Spaniards famously eat late, but make an exception at Atrio – you won’t want to miss the sunset viewings from the courtyard

Toño Pérez (left) and José Antonio Polo at Atrio in Cáceres, which has gained its third Michelin star. Photo: Cristina Quicler/AFP/Getty

Art, wine and a beauty queen led me to Atrio, a restaurant in the medieval town of Cáceres that earned a third Michelin star last November. Earlier this year Priscila Guevara, the Mexican entry for Miss Earth 2016, stood trial with her Dutch-Romanian boyfriend, Constantin Dumitru, for the theft of 45 bottles from Atrio’s wine cellar, which is considered the best in Spain.

The Atrio restaurant and hotel are in several medieval stone buildings located around San Mateo Square. Partners in their personal and professional lives, the art and wine collector José Antonio Polo and chef Toño Pérez met at school in Cáceres. The first Atrio opened in 1986, with the current site opening its doors just over a decade ago. Spaniards famously eat late (although Covid seems to have brought evening-meal times forward ever so slightly), but it is worth arriving before sunset to appreciate the light and vegetation of the restaurant’s inner courtyard (atrio is Spanish for atrium).

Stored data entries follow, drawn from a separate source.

//! Machine registry
//!
//! `<repo>/.machine-registry` lists every machine that has synced, one
//! `<machine-id>:<unix-timestamp>` line each. The file is tracked like any
//! other so every machine sees every other machine's last sync.

use crate::error::Result;
use mentat_config::dirs::MACHINE_ID_ENV;
use std::collections::BTreeMap;
use std::fs;
use std::path::{Path, PathBuf};
use tracing::debug;

/// File name inside the repository root
pub const REGISTRY_FILE: &str = ".machine-registry";

const MAX_ID_LEN: usize = 64;
const FALLBACK_ID: &str = "unknown-host";

/// Reduce a host name to `[a-z0-9._-]`, at most 64 characters
pub fn sanitize_machine_id(raw: &str) -> String {
    let mut id = String::with_capacity(raw.len());
    for c in raw.chars().flat_map(char::to_lowercase) {
        let c = if c.is_ascii_lowercase() || c.is_ascii_digit() || matches!(c, '.' | '_' | '-') {
            c
        } else {
            '-'
        };
        if c == '-' && id.ends_with('-') {
            continue;
        }
        id.push(c);
    }

    let mut id = id.trim_matches('-').to_string();
    if id.len() > MAX_ID_LEN {
        id.truncate(MAX_ID_LEN);
        id = id.trim_end_matches('-').to_string();
    }
    if id.is_empty() {
        FALLBACK_ID.to_string()
    } else {
        id
    }
}

/// This machine's sanitized identifier
///
/// `MENTAT_MACHINE_ID` overrides the host name.
pub fn machine_id() -> String {
    if let Ok(id) = std::env::var(MACHINE_ID_ENV)
        && !id.trim().is_empty()
    {
        return sanitize_machine_id(&id);
    }
    let host = hostname::get()
        .map(|h| h.to_string_lossy().into_owned())
        .unwrap_or_default();
    sanitize_machine_id(&host)
}

/// Parsed registry: machine id -> last sync (unix seconds)
#[derive(Debug, Clone, Default, PartialEq, Eq)]
pub struct MachineRegistry {
    entries: BTreeMap<String, i64>,
}

impl MachineRegistry {
    /// Parse registry text, skipping blank and malformed lines
    pub fn parse(content: &str) -> Self {
        let mut registry = Self::default();
        for line in content.lines() {
            let line = line.trim();
            if line.is_empty() || line.starts_with('#') {
                continue;
            }
            let parsed = line
                .rsplit_once(':')
                .and_then(|(id, ts)| Some((id.trim(), ts.trim().parse::<i64>().ok()?)));
            match parsed {
                Some((id, ts)) if !id.is_empty() => registry.touch(id, ts),
                _ => debug!(line, "Skipping malformed registry line"),
            }
        }
        registry
    }

    /// Load `<repo>/.machine-registry`; a missing file is an empty registry
    pub fn load(repo: &Path) -> Result<Self> {
        match fs::read_to_string(Self::path(repo)) {
            Ok(content) => Ok(Self::parse(&content)),
            Err(e) if e.kind() == std::io::ErrorKind::NotFound => Ok(Self::default()),
            Err(e) => Err(e.into()),
        }
    }

    /// Registry file inside a checkout
    pub fn path(repo: &Path) -> PathBuf {
        repo.join(REGISTRY_FILE)
    }

    /// Write the registry into `repo`
    pub fn save(&self, repo: &Path) -> Result<()> {
        fs::write(Self::path(repo), self.render())?;
        Ok(())
    }

    /// Lines sorted by machine id
    pub fn render(&self) -> String {
        self.entries
            .iter()
            .map(|(id, ts)| format!("{id}:{ts}\n"))
            .collect()
    }

    /// Record a sync, keeping the later timestamp if one is already present
    pub fn touch(&mut self, id: &str, timestamp: i64) {
        let entry = self.entries.entry(id.to_string()).or_insert(timestamp);
        *entry = (*entry).max(timestamp);
    }

    /// Overwrite this machine's entry
    pub fn set(&mut self, id: &str, timestamp: i64) {
        self.entries.insert(id.to_string(), timestamp);
    }

    /// Last sync time of a machine, in Unix seconds
    pub fn last_seen(&self, id: &str) -> Option<i64> {
        self.entries.get(id).copied()
    }

    /// Number of machines
    pub fn len(&self) -> usize {
        self.entries.len()
    }

    /// Whether no machine is recorded
    pub fn is_empty(&self) -> bool {
        self.entries.is_empty()
    }

    /// Machines and their last sync, sorted by id
    pub fn iter(&self) -> impl Iterator<Item = (&str, i64)> {
        self.entries.iter().map(|(id, ts)| (id.as_str(), *ts))
    }
}

/// Union of two registries keeping the newest timestamp per machine
pub fn merge_registries(a: &MachineRegistry, b: &MachineRegistry) -> MachineRegistry {
    let mut merged = a.clone();
    for (id, ts) in b.iter() {
        merged.touch(id, ts);
    }
    merged
}

/// Rewrite this machine's entry with the current time; returns the timestamp
pub fn record_presence(repo: &Path, id: &str) -> Result<i64> {
    let now = chrono::Utc::now().timestamp();
    let mut registry = MachineRegistry::load(repo)?;
    registry.set(id, now);
    registry.save(repo)?;
    Ok(now)
}
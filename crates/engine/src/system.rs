//! Host implementations of the core capability traits
//!
//! Plus a couple of filesystem helpers shared by the backup code paths.

use crate::error::Result;
use mentat_core::{InvocationContext, ProcessProbe};
use std::fs;
use std::io::IsTerminal;
use std::path::Path;
use walkdir::WalkDir;

/// Process liveness through the host process table
#[derive(Debug, Clone, Copy, Default)]
pub struct HostProcessProbe;

impl ProcessProbe for HostProcessProbe {
    #[cfg(unix)]
    fn is_alive(&self, pid: u32) -> bool {
        use rustix::process::{Pid, test_kill_process};

        let Some(pid) = i32::try_from(pid).ok().and_then(Pid::from_raw) else {
            return false;
        };
        match test_kill_process(pid) {
            Ok(()) => true,
            // Exists, but owned by someone else
            Err(e) => e == rustix::io::Errno::PERM,
        }
    }

    #[cfg(not(unix))]
    fn is_alive(&self, _pid: u32) -> bool {
        // Without a liveness check, never treat a lock as stale
        true
    }

    fn current_pid(&self) -> u32 {
        std::process::id()
    }
}

/// Invocation facts read from the real process environment
#[derive(Debug, Clone, Copy, Default)]
pub struct HostInvocation;

impl InvocationContext for HostInvocation {
    fn stdin_is_terminal(&self) -> bool {
        std::io::stdin().is_terminal()
    }

    fn stdout_is_terminal(&self) -> bool {
        std::io::stdout().is_terminal()
    }

    fn parent_process_name(&self) -> Option<String> {
        let ppid = parent_pid()?;

        // Linux exposes the command name directly
        if let Ok(comm) = fs::read_to_string(format!("/proc/{ppid}/comm")) {
            let name = comm.trim();
            if !name.is_empty() {
                return Some(name.to_string());
            }
        }

        let output = duct::cmd!("ps", "-o", "comm=", "-p", ppid.to_string())
            .stdout_capture()
            .stderr_null()
            .unchecked()
            .run()
            .ok()?;
        let name = String::from_utf8_lossy(&output.stdout).trim().to_string();
        let name = name.rsplit('/').next().unwrap_or(&name).to_string();
        (!name.is_empty()).then_some(name)
    }

    fn env_var(&self, key: &str) -> Option<String> {
        std::env::var(key).ok()
    }
}

#[cfg(unix)]
fn parent_pid() -> Option<u32> {
    rustix::process::getppid().and_then(|pid| u32::try_from(pid.as_raw_nonzero().get()).ok())
}

#[cfg(not(unix))]
fn parent_pid() -> Option<u32> {
    None
}

/// Recursively copy a directory, preserving symlinks as symlinks
///
/// Returns the number of entries copied.
pub fn copy_tree(src: &Path, dst: &Path) -> Result<u64> {
    let mut copied = 0;
    fs::create_dir_all(dst)?;

    for entry in WalkDir::new(src).min_depth(1).follow_links(false) {
        let entry = entry?;
        let rel = entry
            .path()
            .strip_prefix(src)
            .map_err(|e| std::io::Error::other(e.to_string()))?;
        let target = dst.join(rel);
        let file_type = entry.file_type();

        if file_type.is_dir() {
            fs::create_dir_all(&target)?;
        } else if file_type.is_symlink() {
            let link = fs::read_link(entry.path())?;
            if let Some(parent) = target.parent() {
                fs::create_dir_all(parent)?;
            }
            symlink(&link, &target)?;
        } else {
            if let Some(parent) = target.parent() {
                fs::create_dir_all(parent)?;
            }
            fs::copy(entry.path(), &target)?;
        }
        copied += 1;
    }

    Ok(copied)
}

/// Create a symbolic link at `link` pointing to `target`
pub fn symlink(target: &Path, link: &Path) -> std::io::Result<()> {
    #[cfg(unix)]
    {
        std::os::unix::fs::symlink(target, link)
    }

    #[cfg(windows)]
    {
        if target.is_dir() {
            std::os::windows::fs::symlink_dir(target, link)
        } else {
            std::os::windows::fs::symlink_file(target, link)
        }
    }
}

/// Remove whatever is at `path` without following symlinks
pub fn remove_any(path: &Path) -> std::io::Result<()> {
    match fs::symlink_metadata(path) {
        Ok(meta) if meta.is_dir() => fs::remove_dir_all(path),
        Ok(_) => fs::remove_file(path),
        Err(e) if e.kind() == std::io::ErrorKind::NotFound => Ok(()),
        Err(e) => Err(e),
    }
}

Some of the rooms have original Warhols on the wall, and there are abstract paintings by Antonio Saura in the restaurant.

And then there’s the wine cellar. On Radio 4’s Desert Island Discs, the British artist Maggie Hambling opted to take as her luxury item the entire contents of the wine cellar of All Souls College, Oxford. Not a bad idea. Atrio’s bodega is beautifully lit and methodically arranged in cylindrical containers. Diners are still given a tour despite repeat visits, which is how the Mexican beauty queen and her accomplice were able to case the joint.

The price you pay in the restaurant includes the right to take the empty bottle home, which is worth knowing when you consider that some are adorned with gold, and others with designs by Picasso or Miró. The 45 bottles stolen by Guevara and Dumitru, including one of Stalin’s favourites, were first valued at €1.6m, but the figure was reduced by the court to €750,000. The disparity can be attributed to the difference between market value and the price charged when consumed in the restaurant.

That local wines in regular Spanish bars are among the best value in the world generally makes me more reluctant to pay premium prices than in London or Leeds. Atrio’s wine paring combines high-end wines from France, Portugal and Spain with more adventurous choices, my favourite being a limited-edition, yeast-free white from Marc Isart, grown in a small town on the peripheries of Greater Madrid. Atrio’s sommelier, José Luis Paniagua, returned to his native Extremadura after living in Finsbury Park. He talks as garrulously about wine as he does about serving Margaret Thatcher or Rod Stewart – both lovely people apparently – in the Ritz on Piccadilly.

If the clientele at present is primarily comprised of moneyed Spaniards, the waiters speak excellent English, and Polo is keen to attract British and American customers.

The night before I visited, a wealthy Aston Martin-driving Irish customer had reportedly made a return visit. The tourist industry in Cáceres was given a boost when various episodes of Game of Thrones were filmed in the surrounding countryside.

But getting a reservation at Atrio even at short notice tends not to be that difficult. Its location in a hard-to-reach, landlocked and not especially affluent region keeps the crowds at bay. The €235 Iberian pork tasting menu is not cheap, even by Michelin standards. It also presents a challenge for me, as I am vegetarian. But on this occasion, yes, I made an exception.